Each segment is performing. Collins Aerospace delivered Q1 2026 revenue of $7.6 billion, up 10% organically. Commercial original equipment revenue grew 15%, and commercial aftermarket revenue grew 7%, driven by higher air traffic volumes and fleet expansion across global airlines.

Pratt and Whitney reported Q1 revenue of $8.2 billion, up 10% organically. The commercial aftermarket grew 19% as airlines increased flight hours. Military engine output is being ramped to meet F-35 program requirements.

Raytheon posted Q1 revenue of $8.2 billion, up 11%. Munitions output is running more than 40% above year-earlier levels. RTX signed framework agreements with the US Department of Defense covering Tomahawk cruise missiles, AMRAAM air-to-air missiles, and the Standard Missile family, with management describing these as firm demand signals supporting production ramps well above current rates over the next decade.

The geopolitical tailwind

The conflict environment from 2024 to 2026 has been unambiguously positive for RTX's defense segment. The Strait of Hormuz crisis, ongoing NATO rearmament commitments following Russia's war in Ukraine, and US defense budget increases have all translated into accelerating order intake. European defense spending as a percentage of GDP is rising across multiple allied nations, and preferred procurement choices for allied air defense systems frequently involve Raytheon components or complete systems.

This is a structural shift, not a cyclical event. After decades of declining real defense budgets following the Cold War, the global security environment has turned permanently more hostile to the assumption that Western democracies can maintain security at minimal cost. NATO members are now politically committed to meeting and exceeding 2% of GDP defense spending targets. That commitment creates a decadal demand pipeline for Raytheon's products.

The commercial aviation angle

Aviation recovered strongly from the COVID disruption, and global air traffic is at record levels. Airlines that deferred aircraft orders during the pandemic are now accelerating fleet renewal. New narrowbody aircraft from Airbus and Boeing use Pratt and Whitney or CFM engines, and the aftermarket revenue that follows each engine sale is extraordinarily high-margin and predictable. Collins Aerospace avionics are on virtually every commercial aircraft sold.
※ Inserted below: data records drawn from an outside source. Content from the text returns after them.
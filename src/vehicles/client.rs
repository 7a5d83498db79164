//! HTTP client for the vehicle listing endpoint.
//!
//! Performs the single GET that feeds the remote storefront.

use crate::config::Config;
use crate::vehicles::models::{VehicleRecord, decode_vehicles};
use crate::vehicles::source::DataSource;
use anyhow::{Context, Result};
use reqwest::{Client, Url};
use serde_json::Value;
use std::time::Duration;

/// Vehicle listing client.
#[derive(Debug, Clone)]
pub struct VehicleClient {
    /// HTTP client for API requests
    client: Client,
    /// Listing endpoint, fetched without query parameters
    endpoint: Url,
}

impl VehicleClient {
    /// Create a client for an endpoint.
    ///
    /// # Arguments
    /// * `endpoint` - Absolute URL of the listing
    /// * `timeout` - Optional request timeout
    ///
    /// # Returns
    /// * `Result<VehicleClient>` - New client or error if the URL is invalid
    pub fn new(endpoint: &str, timeout: Option<Duration>) -> Result<Self> {
        let endpoint = Url::parse(endpoint)
            .with_context(|| format!("Invalid vehicle endpoint: {}", endpoint))?;

        let mut builder = Client::builder();
        if let Some(timeout) = timeout {
            builder = builder.timeout(timeout);
        }
        let client = builder.build().context("Failed to create HTTP client")?;

        Ok(Self { client, endpoint })
    }

    /// Create a client from configuration.
    ///
    /// # Details
    /// Fails when the configured source is the embedded catalog.
    pub fn from_config(config: &Config) -> Result<Self> {
        match &config.source {
            DataSource::Remote { endpoint } => Self::new(endpoint, config.request_timeout()),
            DataSource::Static => Err(anyhow::anyhow!(
                "The static catalog does not use the vehicle endpoint"
            )),
        }
    }

    pub fn endpoint(&self) -> &Url {
        &self.endpoint
    }

    /// Fetch the vehicle listing.
    ///
    /// # Returns
    /// * `Result<Vec<VehicleRecord>>` - Valid vehicles in response order or error
    ///
    /// # Details
    /// Expects a JSON array of vehicle objects. Transport errors, non-success
    /// statuses and a body that is not an array are errors; individual
    /// malformed vehicles are skipped.
    pub async fn fetch_vehicles(&self) -> Result<Vec<VehicleRecord>> {
        tracing::info!(endpoint = %self.endpoint, "Fetching vehicle listing");

        let response = self
            .client
            .get(self.endpoint.clone())
            .send()
            .await
            .context("Failed to fetch vehicles from listing endpoint")?;

        let status = response.status();
        if !status.is_success() {
            let error_text = response.text().await.unwrap_or_default();
            return Err(anyhow::anyhow!(
                "Vehicle listing error ({}): {}",
                status,
                error_text
            ));
        }

        let items: Vec<Value> = response
            .json()
            .await
            .context("Failed to parse vehicle listing response")?;

        let total = items.len();
        let vehicles = decode_vehicles(items);
        tracing::info!(received = total, accepted = vehicles.len(), "Vehicle listing decoded");

        Ok(vehicles)
    }
}

#[cfg(test)]
mod tests {
    use super::*;
    use httpmock::prelude::*;
    use serde_json::json;

    #[test]
    fn test_client_rejects_invalid_endpoint() {
        assert!(VehicleClient::new("not a url", None).is_err());
    }

    #[test]
    fn test_client_from_config_requires_remote_source() {
        let config = Config::default();
        assert!(VehicleClient::from_config(&config).is_err());

        let remote = Config {
            source: DataSource::remote("http://localhost:3001/veiculos"),
            ..Config::default()
        };
        let client = VehicleClient::from_config(&remote).unwrap();
        assert_eq!(client.endpoint().path(), "/veiculos");
    }

    #[tokio::test]
    async fn test_fetch_vehicles_decodes_listing() {
        let server = MockServer::start_async().await;
        let mock = server
            .mock_async(|when, then| {
                when.method(GET).path("/veiculos");
                then.status(200)
                    .header("Content-Type", "application/json")
                    .json_body(json!([
                        {"id": 1, "brand": "Toyota", "model": "Corolla", "year": 2020, "price": 35000, "image": "/corolla.png"},
                        {"id": 2, "brand": "Honda", "model": "Civic", "year": 2018, "price": "45000"},
                        {"id": 3, "brand": "Ford", "model": "Mustang", "year": 2022}
                    ]));
            })
            .await;

        let client = VehicleClient::new(&server.url("/veiculos"), None).unwrap();
        let vehicles = client.fetch_vehicles().await.unwrap();

        mock.assert_async().await;
        assert_eq!(vehicles.len(), 2);
        assert_eq!(vehicles[0].model, "Corolla");
        assert_eq!(vehicles[0].image_or_placeholder(), "/corolla.png");
        assert_eq!(vehicles[1].price, 45000.0);
    }

    #[tokio::test]
    async fn test_fetch_vehicles_reports_http_errors() {
        let server = MockServer::start_async().await;
        server
            .mock_async(|when, then| {
                when.method(GET).path("/veiculos");
                then.status(500).body("boom");
            })
            .await;

        let client = VehicleClient::new(&server.url("/veiculos"), None).unwrap();
        let err = client.fetch_vehicles().await.unwrap_err();
        assert!(err.to_string().contains("500"));
    }

    #[tokio::test]
    async fn test_fetch_vehicles_rejects_non_array_body() {
        let server = MockServer::start_async().await;
        server
            .mock_async(|when, then| {
                when.method(GET).path("/veiculos");
                then.status(200).json_body(json!({"veiculos": []}));
            })
            .await;

        let client = VehicleClient::new(&server.url("/veiculos"), None).unwrap();
        assert!(client.fetch_vehicles().await.is_err());
    }
}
This is the structural advantage of RTX's portfolio: defense spending and commercial aviation spending do not move in the same direction at the same time under normal conditions, creating natural diversification. Right now, both are up, hence RTX's Q1 EBIT margin of 13.7% was above management's own projections.

Valuation and SA relevance

At a forward EV/EBITDA of roughly 13 to 14x, RTX trades at a modest premium to its historical average but below where purely defense-focused peers like Lockheed Martin and Northrop Grumman trade. Free cash flow of $8 to $9 billion on a business generating $90 billion in revenue gives substantial capacity for share buybacks and dividends. The dividend has been consistently raised and currently yields approximately 2%.
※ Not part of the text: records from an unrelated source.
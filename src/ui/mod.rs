//! UI components module.
//!
//! Contains ratatui widgets for the storefront and the screen layout.

pub mod details;
pub mod filters;
pub mod grid;
pub mod header;

pub use details::render_details;
pub use filters::render_filters;
pub use grid::render_grid;
pub use header::render_header;

use crate::app::{App, UiMode};
use ratatui::{
    Frame,
    buffer::Buffer,
    layout::{Constraint, Direction, Layout, Rect},
    style::{Color, Style},
    text::Line,
    widgets::{Block, Borders, Paragraph, Widget},
};

/// Below this width the filter panel stacks above the grid.
const SIDE_PANEL_MIN_WIDTH: u16 = 90;
/// Width of the filter panel when shown beside the grid.
const SIDE_PANEL_WIDTH: u16 = 34;

/// Screen areas of one frame.
#[derive(Debug, Clone, Copy, PartialEq, Eq, Default)]
pub struct AppLayout {
    pub header: Rect,
    pub filters: Rect,
    pub grid: Rect,
    pub status: Rect,
}

impl AppLayout {
    /// Split the screen.
    ///
    /// # Details
    /// Wide terminals get the filter panel on the left of the grid; narrow
    /// ones get it stacked on top, one line per offered field.
    pub fn compute(area: Rect, app: &App) -> Self {
        let rows = Layout::default()
            .direction(Direction::Vertical)
            .constraints([
                Constraint::Length(3), // Header
                Constraint::Min(0),    // Filters + grid
                Constraint::Length(3), // Status bar
            ])
            .split(area);

        let body = rows[1];
        let (filters, grid) = if body.width >= SIDE_PANEL_MIN_WIDTH {
            let columns = Layout::default()
                .direction(Direction::Horizontal)
                .constraints([Constraint::Length(SIDE_PANEL_WIDTH), Constraint::Min(0)])
                .split(body);
            (columns[0], columns[1])
        } else {
            let panel_height = app.fields().len() as u16 + 2;
            let stacked = Layout::default()
                .direction(Direction::Vertical)
                .constraints([Constraint::Length(panel_height), Constraint::Min(0)])
                .split(body);
            (stacked[0], stacked[1])
        };

        Self {
            header: rows[0],
            filters,
            grid,
            status: rows[2],
        }
    }
}

/// Render the complete UI.
///
/// # Returns
/// * `AppLayout` - Areas used, for mouse hit-testing
pub fn render(f: &mut Frame, app: &App) -> AppLayout {
    let layout = AppLayout::compute(f.area(), app);
    let buf = f.buffer_mut();

    render_header(app, layout.header, buf);
    render_filters(app, layout.filters, buf);
    render_grid(app, layout.grid, buf);
    render_status(app, layout.status, buf);

    if app.mode == UiMode::Details {
        render_details(app, layout.grid, buf);
    }

    layout
}

fn key_hints(app: &App) -> String {
    match app.mode {
        UiMode::Browse => {
            let mut hints = String::from("'q' sair, setas mover, 'f' filtros, 'x' limpar filtros");
            if app.details_enabled {
                hints.push_str(", Enter detalhes");
            }
            hints
        }
        UiMode::Filters => "Tab/setas trocar campo, Ctrl-U apagar campo, Esc voltar".to_string(),
        UiMode::Details => "Esc ou Enter para voltar".to_string(),
    }
}

/// Render the status bar: last status message, or key hints.
pub fn render_status(app: &App, area: Rect, buf: &mut Buffer) {
    let text = match &app.status_message {
        Some(message) => format!("{}  |  {}", message, key_hints(app)),
        None => key_hints(app),
    };
    let status = Paragraph::new(Line::from(text))
        .style(Style::default().fg(Color::Gray))
        .block(Block::default().borders(Borders::ALL));
    Widget::render(status, area, buf);
}

/// Flatten a buffer to text, one line per row.
#[cfg(test)]
pub(crate) fn buffer_text(buf: &Buffer) -> String {
    let width = buf.area.width as usize;
    buf.content
        .chunks(width.max(1))
        .map(|row| row.iter().map(|cell| cell.symbol()).collect::<String>())
        .collect::<Vec<_>>()
        .join("\n")
}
For South African investors, RTX (NYSE: RTX) is accessible through platforms like EasyEquities . It is a genuinely global business with no direct SA exposure, making it a hard-currency diversifier with exposure to two of the most durable structural spending trends of the next decade.
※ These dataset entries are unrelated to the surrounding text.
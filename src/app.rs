//! Application state management.
//!
//! Manages the vehicle list, filter form, selection, load state and UI mode.

use crate::config::Config;
use crate::filter::{FieldSet, Filter, FilterCriteria, FilterField};
use crate::input::FilterInputs;
use crate::vehicles::{CurrencyFormat, DataSource, LoadTask, VehicleClient, VehicleRecord};
use std::cmp;

/// Current UI mode.
#[derive(Debug, Clone, Copy, PartialEq, Eq)]
pub enum UiMode {
    /// Browsing the card grid
    Browse,
    /// Editing the filter form
    Filters,
    /// Details of the selected vehicle
    Details,
}

/// Progress of the vehicle list.
#[derive(Debug, Clone, PartialEq, Eq)]
pub enum LoadState {
    /// Nothing requested yet
    Idle,
    /// Remote listing in flight
    Loading,
    /// List available with this many vehicles
    Loaded(usize),
    /// Remote listing failed; the list stays empty
    Failed(String),
}

/// Main application state.
#[derive(Debug)]
pub struct App {
    /// All vehicles from the data source
    pub all_vehicles: Vec<VehicleRecord>,
    /// Vehicles passing the current criteria, in source order
    pub filtered_vehicles: Vec<VehicleRecord>,
    /// Selected card index (in filtered_vehicles)
    pub selected_index: usize,
    /// Active criteria
    pub criteria: FilterCriteria,
    /// Raw text of the filter form
    pub inputs: FilterInputs,
    /// Index of the focused field within the enabled fields
    pub focused_field: usize,
    /// Current UI mode
    pub mode: UiMode,
    /// Where vehicles come from
    pub source: DataSource,
    /// Whether the details view is offered
    pub details_enabled: bool,
    /// Treat typed zero bounds as unset
    pub zero_disables_bounds: bool,
    /// Price rendering conventions
    pub currency: CurrencyFormat,
    /// Progress of the vehicle list
    pub load_state: LoadState,
    /// Status message to display
    pub status_message: Option<String>,
    /// Columns of the card grid at the last render
    pub grid_columns: usize,
    filter: Filter,
    load_task: Option<LoadTask>,
    load_generation: u64,
}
RTX is not a high-growth story. It is a compounding machine with a decades-long visible revenue pipeline, disciplined capital allocation, and structural tailwinds in both its major segments.

Investor Takeaway

RTX's $268 billion backlog is essentially locked revenue extending years into the future. The commercial aerospace recovery and the global defense rearmament cycle are both intact and unlikely to reverse in the near term. Free cash flow generation of $8 to $9 billion annually funds shareholder returns while funding the growth capex. For investors looking for a quality, cash-generative US equity with geopolitical tailwinds, RTX belongs on the radar.